(Data for this task)
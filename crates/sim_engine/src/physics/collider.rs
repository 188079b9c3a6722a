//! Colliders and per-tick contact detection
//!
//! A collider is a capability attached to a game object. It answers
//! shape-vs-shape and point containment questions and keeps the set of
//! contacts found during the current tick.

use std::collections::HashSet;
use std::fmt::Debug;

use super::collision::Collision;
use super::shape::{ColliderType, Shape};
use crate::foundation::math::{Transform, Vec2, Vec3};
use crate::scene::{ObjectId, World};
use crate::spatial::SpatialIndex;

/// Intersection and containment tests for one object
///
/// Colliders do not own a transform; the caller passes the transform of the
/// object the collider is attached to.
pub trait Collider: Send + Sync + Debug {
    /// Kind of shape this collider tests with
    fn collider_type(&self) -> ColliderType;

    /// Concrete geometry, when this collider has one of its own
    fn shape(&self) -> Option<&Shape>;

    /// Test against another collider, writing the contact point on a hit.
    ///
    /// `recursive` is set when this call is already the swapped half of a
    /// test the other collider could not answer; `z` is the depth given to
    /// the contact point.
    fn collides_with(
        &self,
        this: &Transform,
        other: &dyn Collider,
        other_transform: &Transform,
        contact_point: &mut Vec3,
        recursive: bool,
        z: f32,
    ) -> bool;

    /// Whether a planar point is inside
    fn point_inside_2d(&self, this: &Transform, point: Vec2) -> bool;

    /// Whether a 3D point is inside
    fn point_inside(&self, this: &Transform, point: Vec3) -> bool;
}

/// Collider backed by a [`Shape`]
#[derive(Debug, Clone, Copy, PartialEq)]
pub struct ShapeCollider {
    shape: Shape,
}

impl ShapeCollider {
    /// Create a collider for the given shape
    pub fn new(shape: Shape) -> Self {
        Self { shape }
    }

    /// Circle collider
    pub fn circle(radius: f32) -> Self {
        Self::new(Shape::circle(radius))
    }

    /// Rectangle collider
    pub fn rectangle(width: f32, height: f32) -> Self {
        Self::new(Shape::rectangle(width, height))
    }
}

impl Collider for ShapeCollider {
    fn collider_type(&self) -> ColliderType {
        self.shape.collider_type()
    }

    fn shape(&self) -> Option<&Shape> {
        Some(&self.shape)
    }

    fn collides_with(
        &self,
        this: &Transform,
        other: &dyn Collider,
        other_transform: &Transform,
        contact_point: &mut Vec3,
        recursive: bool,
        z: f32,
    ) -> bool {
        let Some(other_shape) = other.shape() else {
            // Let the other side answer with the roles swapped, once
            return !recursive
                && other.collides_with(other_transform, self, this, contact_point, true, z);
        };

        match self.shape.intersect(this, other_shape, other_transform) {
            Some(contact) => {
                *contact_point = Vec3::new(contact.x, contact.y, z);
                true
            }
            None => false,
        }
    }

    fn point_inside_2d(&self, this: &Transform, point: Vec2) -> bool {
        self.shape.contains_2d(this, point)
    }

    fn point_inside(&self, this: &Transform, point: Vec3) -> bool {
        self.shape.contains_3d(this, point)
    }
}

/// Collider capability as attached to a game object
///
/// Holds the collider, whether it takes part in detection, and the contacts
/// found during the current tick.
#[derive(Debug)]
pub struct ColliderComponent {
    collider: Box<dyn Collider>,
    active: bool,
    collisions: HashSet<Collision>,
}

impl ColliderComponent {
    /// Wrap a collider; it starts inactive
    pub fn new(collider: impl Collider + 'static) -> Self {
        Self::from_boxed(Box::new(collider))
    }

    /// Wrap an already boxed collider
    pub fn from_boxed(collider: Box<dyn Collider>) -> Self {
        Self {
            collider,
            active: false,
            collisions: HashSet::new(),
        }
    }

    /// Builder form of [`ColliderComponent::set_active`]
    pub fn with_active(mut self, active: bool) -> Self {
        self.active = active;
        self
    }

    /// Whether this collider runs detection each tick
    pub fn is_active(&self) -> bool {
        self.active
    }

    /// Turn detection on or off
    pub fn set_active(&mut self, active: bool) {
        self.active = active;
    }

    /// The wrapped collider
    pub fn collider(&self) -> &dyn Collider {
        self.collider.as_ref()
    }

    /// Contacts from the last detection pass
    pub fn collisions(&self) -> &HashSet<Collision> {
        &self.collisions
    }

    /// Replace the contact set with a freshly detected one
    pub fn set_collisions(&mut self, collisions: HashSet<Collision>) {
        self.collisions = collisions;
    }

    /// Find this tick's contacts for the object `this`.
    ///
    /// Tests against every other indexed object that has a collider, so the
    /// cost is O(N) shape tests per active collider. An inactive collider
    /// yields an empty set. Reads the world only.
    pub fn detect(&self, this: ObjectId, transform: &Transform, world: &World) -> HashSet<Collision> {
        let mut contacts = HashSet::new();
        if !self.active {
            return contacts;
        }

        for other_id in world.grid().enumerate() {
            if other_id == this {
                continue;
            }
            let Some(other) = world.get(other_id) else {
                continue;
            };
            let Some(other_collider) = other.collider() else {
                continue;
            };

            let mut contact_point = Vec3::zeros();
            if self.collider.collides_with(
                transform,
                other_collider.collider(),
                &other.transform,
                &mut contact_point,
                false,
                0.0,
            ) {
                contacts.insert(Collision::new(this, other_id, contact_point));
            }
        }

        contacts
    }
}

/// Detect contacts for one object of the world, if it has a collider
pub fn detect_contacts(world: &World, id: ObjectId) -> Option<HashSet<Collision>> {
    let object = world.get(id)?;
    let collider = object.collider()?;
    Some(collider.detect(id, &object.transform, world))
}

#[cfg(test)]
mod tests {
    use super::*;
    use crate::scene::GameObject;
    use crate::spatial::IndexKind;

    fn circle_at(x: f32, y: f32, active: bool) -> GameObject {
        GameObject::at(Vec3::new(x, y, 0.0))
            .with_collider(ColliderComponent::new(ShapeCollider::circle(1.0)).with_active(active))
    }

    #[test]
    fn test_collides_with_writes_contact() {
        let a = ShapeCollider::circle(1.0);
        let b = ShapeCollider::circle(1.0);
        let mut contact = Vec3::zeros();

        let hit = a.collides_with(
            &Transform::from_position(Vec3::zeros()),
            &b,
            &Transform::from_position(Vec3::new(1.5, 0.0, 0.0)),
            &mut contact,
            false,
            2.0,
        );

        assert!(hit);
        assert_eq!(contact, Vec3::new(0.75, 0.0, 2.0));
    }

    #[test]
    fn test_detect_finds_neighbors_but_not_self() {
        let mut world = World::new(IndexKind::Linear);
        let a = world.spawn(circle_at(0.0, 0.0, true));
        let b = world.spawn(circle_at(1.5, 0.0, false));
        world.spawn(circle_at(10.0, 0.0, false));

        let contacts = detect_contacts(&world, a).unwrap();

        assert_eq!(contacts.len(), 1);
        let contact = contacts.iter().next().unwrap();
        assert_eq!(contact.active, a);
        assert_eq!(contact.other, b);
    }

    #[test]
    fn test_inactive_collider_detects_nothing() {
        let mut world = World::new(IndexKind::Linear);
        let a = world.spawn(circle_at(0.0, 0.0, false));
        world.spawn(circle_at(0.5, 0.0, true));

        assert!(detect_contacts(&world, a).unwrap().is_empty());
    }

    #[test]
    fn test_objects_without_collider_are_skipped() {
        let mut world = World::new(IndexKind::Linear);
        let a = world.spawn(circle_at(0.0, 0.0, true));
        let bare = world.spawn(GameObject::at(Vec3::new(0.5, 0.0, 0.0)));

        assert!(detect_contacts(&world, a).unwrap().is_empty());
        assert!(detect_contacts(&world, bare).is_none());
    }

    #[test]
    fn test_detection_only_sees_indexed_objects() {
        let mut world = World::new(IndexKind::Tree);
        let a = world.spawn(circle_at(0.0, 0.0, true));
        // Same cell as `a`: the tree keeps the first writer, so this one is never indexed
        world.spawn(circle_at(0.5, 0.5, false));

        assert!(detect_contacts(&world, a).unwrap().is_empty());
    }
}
(End Data for this task)
• [The task] Each line above that contains the string "Colliders" should be identified and copied.

• [Exercise solution]
//! Colliders and per-tick contact detection
/// Colliders do not own a transform; the caller passes the transform of the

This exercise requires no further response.